Mon Jun 1 10:38:54 UTC 2020

From: Tvrtko Ursulin <tvrtko.ursulin at intel.com>

Our generic mechanism for specifying aligned request start,
I915_EXEC_FENCE_SUBMIT, has a bit too relaxed rules when it comes to the
actual use case of media scalability on Tigerlake.

While the submit fence can provide the aligned start, the actual media
pipeline expects that execution remains in lockstep from then onwards.
Otherwise the hardware can not handle well one of the pair getting
preempted, leading to GPU hangs and corrupted media playback.

The only robust workaround, which does not involve adding new uapi, seems
to be temporarily declaring no preemption in user batch buffers.

On top, we need to treat all submissions on video engines as sentinel
requests, so that the undefined submission order between master and slave
pairs from different contexts does not create a deadlock.

Going forward we plan to add new uapi so this hack can be removed by
allowing the special needs to be more explicitly declared and by also
making preemption reporting more granular.

v2:
 * Use engine->flags.
 * Apply wa from execbuf. (Chris)

v3:
 * Use gen8_emit_bb_start_noarb and mark the engine as no-preempt to allow
   for preemption during dependency awaits. (Chris)
 * Sentinel bit is enough, no need for single port. (Chris)
   (And therefore no need for any bond execute callbacks.)
 * Reworded the commit message and updated the title accordingly.
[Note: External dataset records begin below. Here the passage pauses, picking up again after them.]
//! SMT-LIB2 printing and response parsing.
//!
//! Integer division and remainder map to `div`/`mod`, which are Euclidean
//! like their concrete counterparts. Symbols are always `|quoted|`.

use std::collections::BTreeMap;
use std::fmt::Write;

use num_bigint::BigInt;
use num_traits::Signed;

use super::process::ProcessSolverError;
use super::{Model, SolveResult, SolverQuery};
use crate::expr::{BinaryOp, CompareOp, SymExpr, UnaryOp};
use crate::types::Sort;
use crate::value::Value;

pub fn sort_to_smtlib(sort: Sort) -> &'static str {
    match sort {
        Sort::Int => "Int",
        Sort::Bool => "Bool",
        Sort::Str => "String",
    }
}

pub fn quote_symbol(name: &str) -> String {
    format!("|{}|", name.replace(['|', '\\'], "_"))
}

/// String literal, escaping everything outside printable ASCII.
pub fn quote_string(s: &str) -> String {
    let mut out = String::from("\"");
    for c in s.chars() {
        match c {
            '"' => out.push_str("\"\""),
            '\\' => out.push_str("\\u{5c}"),
            ' '..='~' => out.push(c),
            _ => {
                let _ = write!(out, "\\u{{{:x}}}", c as u32);
            }
        }
    }
    out.push('"');
    out
}

fn int_literal(n: &BigInt) -> String {
    if n.is_negative() {
        format!("(- {})", -n)
    } else {
        n.to_string()
    }
}

/// Prints an expression as an SMT-LIB2 term.
pub fn to_smtlib(expr: &SymExpr) -> String {
    match expr {
        SymExpr::Var(name, _) => quote_symbol(name),
        SymExpr::Int(n) => int_literal(n),
        SymExpr::Bool(b) => b.to_string(),
        SymExpr::Str(s) => quote_string(s),
        SymExpr::Unary(op, e) => {
            let op = match op {
                UnaryOp::Neg => "-",
                UnaryOp::Not => "not",
                UnaryOp::Len => "str.len",
            };
            format!("({} {})", op, to_smtlib(e))
        }
        SymExpr::Binary(op, l, r) => {
            let op = match op {
                BinaryOp::Add => "+",
                BinaryOp::Sub => "-",
                BinaryOp::Mul => "*",
                BinaryOp::Div => "div",
                BinaryOp::Rem => "mod",
                BinaryOp::Concat => "str.++",
                BinaryOp::And => "and",
                BinaryOp::Or => "or",
            };
            format!("({} {} {})", op, to_smtlib(l), to_smtlib(r))
        }
        SymExpr::Compare(CompareOp::Ne, l, r) => format!("(not (= {} {}))", to_smtlib(l), to_smtlib(r)),
        SymExpr::Compare(op, l, r) => {
            let op = match op {
                CompareOp::Lt => "<",
                CompareOp::Le => "<=",
                CompareOp::Gt => ">",
                CompareOp::Ge => ">=",
                _ => "=",
            };
            format!("({} {} {})", op, to_smtlib(l), to_smtlib(r))
        }
    }
}

/// Complete script for one query: declarations, assertions, `check-sat`
/// and, if there are variables, `get-value`.
pub fn query_script(query: &SolverQuery) -> String {
    let vars = query.variables();
    let mut script = String::new();
    script.push_str("(set-option :produce-models true)\n");
    script.push_str("(set-logic ALL)\n");
    for (name, sort) in &vars {
        let _ = writeln!(script, "(declare-const {} {})", quote_symbol(name), sort_to_smtlib(*sort));
    }
    for a in query.assertions() {
        let _ = writeln!(script, "(assert {})", to_smtlib(&a));
    }
    script.push_str("(check-sat)\n");
    if !vars.is_empty() {
        let names: Vec<String> = vars.keys().map(|n| quote_symbol(n)).collect();
        let _ = writeln!(script, "(get-value ({}))", names.join(" "));
    }
    script.push_str("(exit)\n");
    script
}

/// S-expression read back from a solver.
#[derive(Debug, Clone, PartialEq, Eq)]
pub enum SExpr {
    Atom(String),
    Str(String),
    List(Vec<SExpr>),
}

fn unescape_string(raw: &str) -> String {
    let mut out = String::new();
    let mut chars = raw.chars().peekable();
    while let Some(c) = chars.next() {
        if c == '\\' && chars.peek() == Some(&'u') {
            let rest: String = chars.clone().skip(1).take_while(|&c| c != '}').collect();
            if let Some(hex) = rest.strip_prefix('{') {
                if let Some(ch) = u32::from_str_radix(hex, 16).ok().and_then(char::from_u32) {
                    out.push(ch);
                    // Skip "u{", the digits and "}".
                    for _ in 0..rest.len() + 2 {
                        chars.next();
                    }
                    continue;
                }
            }
        }
        out.push(c);
    }
    out
}

/// Parses all s-expressions in `text`.
pub fn parse_sexprs(text: &str) -> Result<Vec<SExpr>, ProcessSolverError> {
    let mut stack: Vec<Vec<SExpr>> = vec![Vec::new()];
    let mut chars = text.chars().peekable();
    while let Some(c) = chars.next() {
        match c {
            '(' => stack.push(Vec::new()),
            ')' => {
                let list = stack.pop().ok_or_else(|| ProcessSolverError::Parse("unbalanced `)`".to_string()))?;
                match stack.last_mut() {
                    Some(parent) => parent.push(SExpr::List(list)),
                    None => return Err(ProcessSolverError::Parse("unbalanced `)`".to_string())),
                }
            }
            '"' => {
                let mut raw = String::new();
                loop {
                    match chars.next() {
                        Some('"') if chars.peek() == Some(&'"') => {
                            chars.next();
                            raw.push('"');
                        }
                        Some('"') => break,
                        Some(c) => raw.push(c),
                        None => return Err(ProcessSolverError::Parse("unterminated string".to_string())),
                    }
                }
                push_top(&mut stack, SExpr::Str(unescape_string(&raw)))?;
            }
            '|' => {
                let mut sym = String::new();
                loop {
                    match chars.next() {
                        Some('|') => break,
                        Some(c) => sym.push(c),
                        None => return Err(ProcessSolverError::Parse("unterminated symbol".to_string())),
                    }
                }
                push_top(&mut stack, SExpr::Atom(sym))?;
            }
            ';' => {
                for c in chars.by_ref() {
                    if c == '\n' {
                        break;
                    }
                }
            }
            c if c.is_whitespace() => {}
            c => {
                let mut atom = String::from(c);
                while let Some(&n) = chars.peek() {
                    if n.is_whitespace() || n == '(' || n == ')' || n == '"' || n == '|' {
                        break;
                    }
                    atom.push(n);
                    chars.next();
                }
                push_top(&mut stack, SExpr::Atom(atom))?;
            }
        }
    }
    if stack.len() != 1 {
        return Err(ProcessSolverError::Parse("unbalanced `(`".to_string()));
    }
    Ok(stack.pop().unwrap_or_default())
}

fn push_top(stack: &mut [Vec<SExpr>], e: SExpr) -> Result<(), ProcessSolverError> {
    match stack.last_mut() {
        Some(top) => {
            top.push(e);
            Ok(())
        }
        None => Err(ProcessSolverError::Parse("unbalanced expression".to_string())),
    }
}

fn parse_value(e: &SExpr, sort: Sort) -> Option<Value> {
    match (sort, e) {
        (Sort::Int, SExpr::Atom(a)) => a.parse::<BigInt>().ok().map(Value::Int),
        (Sort::Int, SExpr::List(items)) => match items.as_slice() {
            [SExpr::Atom(minus), SExpr::Atom(n)] if minus == "-" => n.parse::<BigInt>().ok().map(|n| Value::Int(-n)),
            _ => None,
        },
        (Sort::Bool, SExpr::Atom(a)) => match a.as_str() {
            "true" => Some(Value::Bool(true)),
            "false" => Some(Value::Bool(false)),
            _ => None,
        },
        (Sort::Str, SExpr::Str(s)) => Some(Value::Str(s.clone())),
        _ => None,
    }
}

/// Interprets the output of [`query_script`].
pub fn parse_response(text: &str, vars: &BTreeMap<String, Sort>) -> Result<SolveResult, ProcessSolverError> {
    let exprs = parse_sexprs(text)?;
    let mut iter = exprs.iter();
    let status = match iter.next() {
        Some(SExpr::Atom(a)) => a.as_str(),
        Some(SExpr::List(items)) => {
            if let [SExpr::Atom(head), SExpr::Str(msg)] = items.as_slice() {
                if head == "error" {
                    return Err(ProcessSolverError::Solver(msg.clone()));
                }
            }
            return Err(ProcessSolverError::Parse(format!("unexpected response: {}", text.trim())));
        }
        _ => return Err(ProcessSolverError::Parse(format!("unexpected response: {}", text.trim()))),
    };
    match status {
        "unsat" => return Ok(SolveResult::Unsat),
        "unknown" | "timeout" => return Ok(SolveResult::Unknown(status.to_string())),
        "sat" => {}
        other => return Err(ProcessSolverError::Parse(format!("unexpected status `{}`", other))),
    }

    let mut values = BTreeMap::new();
    if !vars.is_empty() {
        let Some(SExpr::List(pairs)) = iter.next() else {
            return Err(ProcessSolverError::Parse("missing model".to_string()));
        };
        for pair in pairs {
            let SExpr::List(kv) = pair else {
                return Err(ProcessSolverError::Parse("malformed model entry".to_string()));
            };
            let [SExpr::Atom(name), value] = kv.as_slice() else {
                return Err(ProcessSolverError::Parse("malformed model entry".to_string()));
            };
            let Some(&sort) = vars.get(name) else {
                continue;
            };
            let value = parse_value(value, sort).ok_or_else(|| ProcessSolverError::Parse(format!("cannot read value of `{}`", name)))?;
            values.insert(name.clone(), value);
        }
    }
    Ok(SolveResult::Sat(Model::new(values)))
}

#[cfg(test)]
mod tests {
    use super::*;

    use std::time::Duration;

    use crate::predicate::Predicate;
    use crate::types::NodeId;

    use test_log::test;

    fn vars(pairs: &[(&str, Sort)]) -> BTreeMap<String, Sort> {
        pairs.iter().map(|(n, s)| (n.to_string(), *s)).collect()
    }

    #[test]
    fn test_to_smtlib() {
        let x = SymExpr::var("x", Sort::Int);
        let e = SymExpr::compare(
            CompareOp::Ne,
            SymExpr::binary(BinaryOp::Rem, x.clone(), SymExpr::int(3)),
            SymExpr::int(-1),
        );
        assert_eq!(to_smtlib(&e), "(not (= (mod |x| 3) (- 1)))");
        let s = SymExpr::unary(UnaryOp::Len, SymExpr::binary(BinaryOp::Concat, SymExpr::var("s", Sort::Str), SymExpr::Str("a\"b".into())));
        assert_eq!(to_smtlib(&s), "(str.len (str.++ |s| \"a\"\"b\"))");
    }

    #[test]
    fn test_quote_string_escapes() {
        assert_eq!(quote_string("é\\"), "\"\\u{e9}\\u{5c}\"");
        assert_eq!(unescape_string("\\u{e9}x\\u{5c}"), "éx\\");
    }

    #[test]
    fn test_query_script() {
        let x = SymExpr::var("x", Sort::Int);
        let query = SolverQuery {
            constraint: NodeId::new(1),
            asserts: vec![],
            goal: Predicate::new(SymExpr::compare(CompareOp::Gt, x, SymExpr::int(10)), true),
            timeout: Duration::from_millis(100),
            hint: None,
        };
        let script = query_script(&query);
        assert!(script.contains("(declare-const |x| Int)"));
        assert!(script.contains("(assert (> |x| 10))"));
        assert!(script.contains("(get-value (|x|))"));
    }

    #[test]
    fn test_parse_sat_response() {
        let vars = vars(&[("x", Sort::Int), ("b", Sort::Bool), ("s", Sort::Str)]);
        let result = parse_response("sat\n((|x| (- 7)) (b true) (s \"a\"\"b\"))\n", &vars).unwrap();
        let model = result.model().unwrap();
        assert_eq!(model.get("x"), Some(&Value::from(-7)));
        assert_eq!(model.get("b"), Some(&Value::from(true)));
        assert_eq!(model.get("s"), Some(&Value::from("a\"b")));
    }

    #[test]
    fn test_parse_other_responses() {
        let vars = vars(&[("x", Sort::Int)]);
        assert_eq!(parse_response("unsat\n(error \"model not available\")\n", &vars).unwrap(), SolveResult::Unsat);
        assert_eq!(
            parse_response("unknown\n", &vars).unwrap(),
            SolveResult::Unknown("unknown".to_string())
        );
        assert!(matches!(
            parse_response("(error \"bad\")", &vars),
            Err(ProcessSolverError::Solver(_))
        ));
        assert!(parse_response("sat\n((x 1)", &vars).is_err());
    }
}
Signed-off-by: Tvrtko Ursulin <tvrtko.ursulin at intel.com>
Suggested-by: Xiaogang Li <xiaogang.li at intel.com>
Cc: Chris Wilson <chris at chris-wilson.co.uk>
---
 .../gpu/drm/i915/gem/i915_gem_execbuffer.c    |  8 ++++++
 drivers/gpu/drm/i915/gt/intel_engine_types.h  |  7 +++++
 drivers/gpu/drm/i915/gt/intel_lrc.c           | 28 +++++++++++++++----
 3 files changed, 38 insertions(+), 5 deletions(-)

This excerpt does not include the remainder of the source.